# What the exercise asks:
Please copy each line of the listing that includes the string "NotFound".
START The input
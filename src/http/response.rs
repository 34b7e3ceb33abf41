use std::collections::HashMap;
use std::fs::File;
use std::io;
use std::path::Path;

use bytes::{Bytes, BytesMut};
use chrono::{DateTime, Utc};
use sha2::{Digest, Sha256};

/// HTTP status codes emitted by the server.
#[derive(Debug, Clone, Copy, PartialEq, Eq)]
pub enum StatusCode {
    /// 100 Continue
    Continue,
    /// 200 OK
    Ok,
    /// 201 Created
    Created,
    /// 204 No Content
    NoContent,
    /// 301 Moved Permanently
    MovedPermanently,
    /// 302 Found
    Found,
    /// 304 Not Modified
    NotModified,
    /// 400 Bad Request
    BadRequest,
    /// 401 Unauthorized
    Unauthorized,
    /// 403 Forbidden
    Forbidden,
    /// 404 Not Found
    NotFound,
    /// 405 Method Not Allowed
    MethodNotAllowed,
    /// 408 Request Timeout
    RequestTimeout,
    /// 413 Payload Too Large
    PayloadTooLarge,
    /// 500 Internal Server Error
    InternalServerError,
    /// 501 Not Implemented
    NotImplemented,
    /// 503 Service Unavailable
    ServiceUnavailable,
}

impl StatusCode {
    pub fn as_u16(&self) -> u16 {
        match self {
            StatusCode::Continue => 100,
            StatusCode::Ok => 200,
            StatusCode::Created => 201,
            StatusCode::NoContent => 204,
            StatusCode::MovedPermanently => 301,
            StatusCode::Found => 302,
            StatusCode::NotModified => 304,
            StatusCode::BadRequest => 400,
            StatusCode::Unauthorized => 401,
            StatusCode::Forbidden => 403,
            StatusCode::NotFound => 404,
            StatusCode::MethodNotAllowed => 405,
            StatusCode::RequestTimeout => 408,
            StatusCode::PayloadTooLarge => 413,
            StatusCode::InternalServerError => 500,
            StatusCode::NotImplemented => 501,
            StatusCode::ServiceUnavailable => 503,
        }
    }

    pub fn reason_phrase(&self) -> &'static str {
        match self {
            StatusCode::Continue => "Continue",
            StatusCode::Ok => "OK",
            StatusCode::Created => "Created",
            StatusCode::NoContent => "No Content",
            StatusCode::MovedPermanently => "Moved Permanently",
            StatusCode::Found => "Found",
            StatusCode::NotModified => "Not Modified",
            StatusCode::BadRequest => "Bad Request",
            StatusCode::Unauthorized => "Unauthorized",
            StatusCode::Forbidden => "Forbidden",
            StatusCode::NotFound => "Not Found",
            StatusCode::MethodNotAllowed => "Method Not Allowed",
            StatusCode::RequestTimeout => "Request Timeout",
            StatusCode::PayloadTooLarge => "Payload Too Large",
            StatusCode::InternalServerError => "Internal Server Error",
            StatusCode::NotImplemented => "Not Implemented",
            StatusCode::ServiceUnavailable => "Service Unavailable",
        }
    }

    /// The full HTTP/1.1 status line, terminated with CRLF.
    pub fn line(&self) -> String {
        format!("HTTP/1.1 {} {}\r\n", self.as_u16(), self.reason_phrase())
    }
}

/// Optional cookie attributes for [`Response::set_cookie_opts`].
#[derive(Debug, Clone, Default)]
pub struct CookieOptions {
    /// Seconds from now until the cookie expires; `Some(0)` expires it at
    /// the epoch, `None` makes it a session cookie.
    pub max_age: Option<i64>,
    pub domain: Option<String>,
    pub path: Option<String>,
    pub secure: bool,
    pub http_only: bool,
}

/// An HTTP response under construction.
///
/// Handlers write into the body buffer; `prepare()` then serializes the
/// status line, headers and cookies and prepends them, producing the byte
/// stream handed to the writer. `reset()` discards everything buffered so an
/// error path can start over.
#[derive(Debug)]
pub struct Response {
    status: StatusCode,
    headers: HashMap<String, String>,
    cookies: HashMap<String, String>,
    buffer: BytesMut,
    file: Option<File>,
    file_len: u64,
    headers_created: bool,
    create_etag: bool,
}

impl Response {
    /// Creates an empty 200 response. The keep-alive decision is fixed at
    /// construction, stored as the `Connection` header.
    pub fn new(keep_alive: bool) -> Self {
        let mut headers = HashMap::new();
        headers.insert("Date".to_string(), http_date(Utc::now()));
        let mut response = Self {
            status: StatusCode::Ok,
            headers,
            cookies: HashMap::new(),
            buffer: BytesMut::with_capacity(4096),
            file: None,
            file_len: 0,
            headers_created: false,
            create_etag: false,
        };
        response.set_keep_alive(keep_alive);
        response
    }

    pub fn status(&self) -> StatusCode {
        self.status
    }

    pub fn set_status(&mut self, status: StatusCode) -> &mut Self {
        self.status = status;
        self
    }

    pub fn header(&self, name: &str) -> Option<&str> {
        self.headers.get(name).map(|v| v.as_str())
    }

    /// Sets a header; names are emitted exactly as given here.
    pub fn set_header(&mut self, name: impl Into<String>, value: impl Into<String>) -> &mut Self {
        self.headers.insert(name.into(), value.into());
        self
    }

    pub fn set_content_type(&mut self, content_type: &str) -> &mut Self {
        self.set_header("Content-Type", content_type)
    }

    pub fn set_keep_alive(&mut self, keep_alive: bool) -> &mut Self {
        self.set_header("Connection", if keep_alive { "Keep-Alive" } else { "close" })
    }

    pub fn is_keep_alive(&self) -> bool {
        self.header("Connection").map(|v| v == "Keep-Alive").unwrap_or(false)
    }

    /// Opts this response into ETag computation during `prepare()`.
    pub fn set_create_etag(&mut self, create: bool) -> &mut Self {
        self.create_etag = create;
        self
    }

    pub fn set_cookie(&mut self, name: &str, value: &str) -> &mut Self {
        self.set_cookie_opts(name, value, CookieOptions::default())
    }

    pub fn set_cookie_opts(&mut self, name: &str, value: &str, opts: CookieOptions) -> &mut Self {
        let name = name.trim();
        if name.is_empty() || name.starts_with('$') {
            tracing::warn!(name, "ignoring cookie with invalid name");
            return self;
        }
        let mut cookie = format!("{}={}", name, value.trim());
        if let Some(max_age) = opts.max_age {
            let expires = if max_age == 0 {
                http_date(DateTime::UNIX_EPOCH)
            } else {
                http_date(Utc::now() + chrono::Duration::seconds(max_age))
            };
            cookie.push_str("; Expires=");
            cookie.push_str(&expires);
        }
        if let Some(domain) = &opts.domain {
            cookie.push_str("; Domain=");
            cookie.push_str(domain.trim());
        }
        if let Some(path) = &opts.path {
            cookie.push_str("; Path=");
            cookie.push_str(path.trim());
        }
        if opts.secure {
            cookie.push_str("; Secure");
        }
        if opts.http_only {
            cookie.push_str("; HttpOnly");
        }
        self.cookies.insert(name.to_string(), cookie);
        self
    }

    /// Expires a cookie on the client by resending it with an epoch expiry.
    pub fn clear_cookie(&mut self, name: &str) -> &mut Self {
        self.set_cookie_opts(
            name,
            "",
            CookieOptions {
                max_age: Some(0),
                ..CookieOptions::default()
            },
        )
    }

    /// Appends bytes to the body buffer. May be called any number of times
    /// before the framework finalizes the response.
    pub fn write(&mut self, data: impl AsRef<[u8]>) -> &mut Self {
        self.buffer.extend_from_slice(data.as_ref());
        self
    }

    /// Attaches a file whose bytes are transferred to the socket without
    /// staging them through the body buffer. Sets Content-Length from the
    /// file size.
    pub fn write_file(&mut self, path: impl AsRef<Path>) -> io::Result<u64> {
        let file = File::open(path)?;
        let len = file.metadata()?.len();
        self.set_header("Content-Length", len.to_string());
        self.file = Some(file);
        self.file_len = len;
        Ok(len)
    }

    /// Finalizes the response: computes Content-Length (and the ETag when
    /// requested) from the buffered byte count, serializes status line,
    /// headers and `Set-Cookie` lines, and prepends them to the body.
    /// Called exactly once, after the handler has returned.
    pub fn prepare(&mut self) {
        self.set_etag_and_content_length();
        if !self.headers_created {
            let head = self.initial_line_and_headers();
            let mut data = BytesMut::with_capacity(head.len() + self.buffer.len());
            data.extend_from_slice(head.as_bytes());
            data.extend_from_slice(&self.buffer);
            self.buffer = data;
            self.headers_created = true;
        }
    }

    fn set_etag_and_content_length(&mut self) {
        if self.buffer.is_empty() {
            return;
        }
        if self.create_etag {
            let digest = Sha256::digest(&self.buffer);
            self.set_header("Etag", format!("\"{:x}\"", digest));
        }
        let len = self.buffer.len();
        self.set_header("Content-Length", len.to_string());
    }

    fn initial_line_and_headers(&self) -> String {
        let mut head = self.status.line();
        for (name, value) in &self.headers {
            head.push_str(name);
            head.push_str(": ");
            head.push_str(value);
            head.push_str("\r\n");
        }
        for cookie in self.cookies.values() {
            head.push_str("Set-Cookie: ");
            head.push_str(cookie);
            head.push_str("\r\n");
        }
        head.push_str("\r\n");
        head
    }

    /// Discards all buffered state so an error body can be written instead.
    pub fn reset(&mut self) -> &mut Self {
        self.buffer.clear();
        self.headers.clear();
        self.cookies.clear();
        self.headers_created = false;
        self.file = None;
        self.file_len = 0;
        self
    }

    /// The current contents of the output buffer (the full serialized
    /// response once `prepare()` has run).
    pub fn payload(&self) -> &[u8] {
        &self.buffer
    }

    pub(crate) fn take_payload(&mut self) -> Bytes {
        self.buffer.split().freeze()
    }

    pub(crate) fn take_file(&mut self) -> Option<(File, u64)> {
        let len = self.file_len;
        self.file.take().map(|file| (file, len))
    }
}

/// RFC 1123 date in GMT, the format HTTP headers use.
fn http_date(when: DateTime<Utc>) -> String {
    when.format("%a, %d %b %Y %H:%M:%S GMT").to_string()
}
END The input
START The input
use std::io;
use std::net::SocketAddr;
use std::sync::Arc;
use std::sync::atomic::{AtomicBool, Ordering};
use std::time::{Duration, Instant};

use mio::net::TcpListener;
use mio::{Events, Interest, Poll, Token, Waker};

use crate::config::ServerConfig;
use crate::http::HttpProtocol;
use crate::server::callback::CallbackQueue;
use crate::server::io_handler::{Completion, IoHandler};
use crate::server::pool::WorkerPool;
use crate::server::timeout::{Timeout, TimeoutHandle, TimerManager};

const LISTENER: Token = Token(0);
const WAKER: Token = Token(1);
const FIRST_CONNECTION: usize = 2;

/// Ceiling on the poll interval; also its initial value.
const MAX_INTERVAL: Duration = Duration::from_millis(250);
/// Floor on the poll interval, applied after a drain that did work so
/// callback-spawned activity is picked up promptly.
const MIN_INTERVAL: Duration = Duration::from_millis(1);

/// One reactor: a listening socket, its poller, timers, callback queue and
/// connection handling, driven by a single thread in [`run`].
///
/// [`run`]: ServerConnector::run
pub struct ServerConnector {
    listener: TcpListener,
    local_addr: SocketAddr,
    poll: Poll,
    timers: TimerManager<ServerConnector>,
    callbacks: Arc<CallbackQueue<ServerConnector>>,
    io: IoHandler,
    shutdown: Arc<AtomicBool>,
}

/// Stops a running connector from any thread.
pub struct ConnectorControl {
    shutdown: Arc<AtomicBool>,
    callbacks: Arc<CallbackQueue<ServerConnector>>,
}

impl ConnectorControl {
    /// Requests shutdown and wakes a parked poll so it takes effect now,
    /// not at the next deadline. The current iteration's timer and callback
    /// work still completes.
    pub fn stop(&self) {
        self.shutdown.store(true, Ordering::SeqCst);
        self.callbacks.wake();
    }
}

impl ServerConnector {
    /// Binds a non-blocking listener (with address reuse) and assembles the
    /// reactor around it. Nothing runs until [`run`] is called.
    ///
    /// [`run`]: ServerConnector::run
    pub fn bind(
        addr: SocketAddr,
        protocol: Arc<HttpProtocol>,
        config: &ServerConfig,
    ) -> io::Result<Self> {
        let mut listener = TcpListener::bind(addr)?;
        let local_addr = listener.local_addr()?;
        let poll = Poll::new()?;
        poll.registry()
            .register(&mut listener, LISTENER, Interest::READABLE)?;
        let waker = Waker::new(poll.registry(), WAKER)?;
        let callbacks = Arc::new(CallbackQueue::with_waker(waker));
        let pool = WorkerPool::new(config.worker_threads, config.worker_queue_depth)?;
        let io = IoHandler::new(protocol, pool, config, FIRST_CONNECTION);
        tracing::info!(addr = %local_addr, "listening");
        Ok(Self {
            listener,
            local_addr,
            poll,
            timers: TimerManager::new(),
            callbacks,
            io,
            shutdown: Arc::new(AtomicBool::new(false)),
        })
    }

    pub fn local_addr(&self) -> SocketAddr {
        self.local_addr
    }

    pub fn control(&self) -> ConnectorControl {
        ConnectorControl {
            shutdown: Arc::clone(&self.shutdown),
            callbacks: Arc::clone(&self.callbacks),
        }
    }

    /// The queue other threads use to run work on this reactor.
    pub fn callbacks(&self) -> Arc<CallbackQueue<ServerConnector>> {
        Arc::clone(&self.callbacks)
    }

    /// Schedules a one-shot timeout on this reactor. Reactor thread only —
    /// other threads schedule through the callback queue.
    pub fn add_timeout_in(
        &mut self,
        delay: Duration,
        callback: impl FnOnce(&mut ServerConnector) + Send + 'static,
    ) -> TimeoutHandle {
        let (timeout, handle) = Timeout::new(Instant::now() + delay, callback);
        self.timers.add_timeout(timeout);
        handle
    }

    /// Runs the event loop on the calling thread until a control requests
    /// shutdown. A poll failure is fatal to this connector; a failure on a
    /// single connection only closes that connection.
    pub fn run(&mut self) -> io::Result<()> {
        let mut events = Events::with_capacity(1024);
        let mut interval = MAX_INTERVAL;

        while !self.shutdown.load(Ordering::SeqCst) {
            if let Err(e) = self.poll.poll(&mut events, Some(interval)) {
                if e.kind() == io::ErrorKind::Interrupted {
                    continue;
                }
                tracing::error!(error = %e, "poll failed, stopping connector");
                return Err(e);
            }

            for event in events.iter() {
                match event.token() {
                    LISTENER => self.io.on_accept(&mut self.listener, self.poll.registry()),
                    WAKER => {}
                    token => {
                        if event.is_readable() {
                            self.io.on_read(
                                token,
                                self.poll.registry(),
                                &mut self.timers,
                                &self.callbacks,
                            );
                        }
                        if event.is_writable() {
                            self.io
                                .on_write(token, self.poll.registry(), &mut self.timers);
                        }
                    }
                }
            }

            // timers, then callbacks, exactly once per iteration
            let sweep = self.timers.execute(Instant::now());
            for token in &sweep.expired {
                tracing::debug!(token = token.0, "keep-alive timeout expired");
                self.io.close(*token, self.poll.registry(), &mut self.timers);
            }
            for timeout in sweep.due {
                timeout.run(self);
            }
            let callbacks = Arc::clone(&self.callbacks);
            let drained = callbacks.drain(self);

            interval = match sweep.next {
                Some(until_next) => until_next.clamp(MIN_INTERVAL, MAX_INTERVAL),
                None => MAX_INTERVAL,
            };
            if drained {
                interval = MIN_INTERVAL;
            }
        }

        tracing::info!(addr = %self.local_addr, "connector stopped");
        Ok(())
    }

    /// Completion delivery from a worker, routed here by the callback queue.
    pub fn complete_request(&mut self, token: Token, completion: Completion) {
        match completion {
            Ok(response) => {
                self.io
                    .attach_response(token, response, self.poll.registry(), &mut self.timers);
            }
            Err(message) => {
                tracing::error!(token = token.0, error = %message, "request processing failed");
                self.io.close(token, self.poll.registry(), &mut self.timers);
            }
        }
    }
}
END The input
START The input
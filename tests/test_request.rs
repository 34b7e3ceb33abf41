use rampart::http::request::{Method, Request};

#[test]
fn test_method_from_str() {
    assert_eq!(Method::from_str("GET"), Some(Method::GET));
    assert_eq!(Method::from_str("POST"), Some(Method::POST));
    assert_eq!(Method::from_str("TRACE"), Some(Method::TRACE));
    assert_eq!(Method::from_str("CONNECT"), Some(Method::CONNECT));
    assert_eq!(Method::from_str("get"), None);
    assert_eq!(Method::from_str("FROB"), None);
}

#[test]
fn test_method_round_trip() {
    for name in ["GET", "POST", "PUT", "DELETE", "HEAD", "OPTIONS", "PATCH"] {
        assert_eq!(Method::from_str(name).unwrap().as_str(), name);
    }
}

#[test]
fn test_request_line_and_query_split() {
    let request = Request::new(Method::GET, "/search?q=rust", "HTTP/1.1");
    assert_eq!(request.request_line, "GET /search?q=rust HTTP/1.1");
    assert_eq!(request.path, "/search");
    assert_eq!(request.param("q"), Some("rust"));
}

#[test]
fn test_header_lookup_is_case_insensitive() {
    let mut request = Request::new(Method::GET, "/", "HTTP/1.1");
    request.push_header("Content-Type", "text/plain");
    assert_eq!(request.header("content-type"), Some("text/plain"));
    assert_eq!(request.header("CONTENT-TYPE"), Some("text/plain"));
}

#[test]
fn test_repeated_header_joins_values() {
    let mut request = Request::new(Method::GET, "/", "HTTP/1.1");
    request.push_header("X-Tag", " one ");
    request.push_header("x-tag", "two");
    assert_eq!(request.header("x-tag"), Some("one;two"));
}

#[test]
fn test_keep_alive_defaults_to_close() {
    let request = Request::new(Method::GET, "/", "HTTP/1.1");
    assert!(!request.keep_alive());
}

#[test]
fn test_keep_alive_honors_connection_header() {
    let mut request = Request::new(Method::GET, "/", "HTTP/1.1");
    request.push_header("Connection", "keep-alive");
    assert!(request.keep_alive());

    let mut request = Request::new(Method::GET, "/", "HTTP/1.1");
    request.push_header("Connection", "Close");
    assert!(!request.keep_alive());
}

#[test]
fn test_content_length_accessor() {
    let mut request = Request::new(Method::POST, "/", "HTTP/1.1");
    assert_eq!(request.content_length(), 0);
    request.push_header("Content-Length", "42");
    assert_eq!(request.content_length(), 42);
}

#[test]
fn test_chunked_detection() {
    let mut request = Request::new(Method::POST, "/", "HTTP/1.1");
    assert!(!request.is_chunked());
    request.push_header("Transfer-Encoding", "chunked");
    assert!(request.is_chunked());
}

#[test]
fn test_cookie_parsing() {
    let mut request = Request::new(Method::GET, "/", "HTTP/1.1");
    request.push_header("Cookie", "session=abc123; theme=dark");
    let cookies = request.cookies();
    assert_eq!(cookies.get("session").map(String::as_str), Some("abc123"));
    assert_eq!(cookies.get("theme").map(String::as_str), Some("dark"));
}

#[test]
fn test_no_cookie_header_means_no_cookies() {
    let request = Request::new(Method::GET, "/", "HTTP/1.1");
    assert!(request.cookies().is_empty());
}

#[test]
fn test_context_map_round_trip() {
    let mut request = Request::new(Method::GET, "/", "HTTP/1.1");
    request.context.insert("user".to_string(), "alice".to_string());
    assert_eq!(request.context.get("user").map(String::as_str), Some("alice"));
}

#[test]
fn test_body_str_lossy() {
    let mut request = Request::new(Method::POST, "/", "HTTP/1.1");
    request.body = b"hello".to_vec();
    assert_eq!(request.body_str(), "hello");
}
END The input
# Answer to the exercise:
    NotFound,
            StatusCode::NotFound => 404,
            StatusCode::NotFound => "Not Found",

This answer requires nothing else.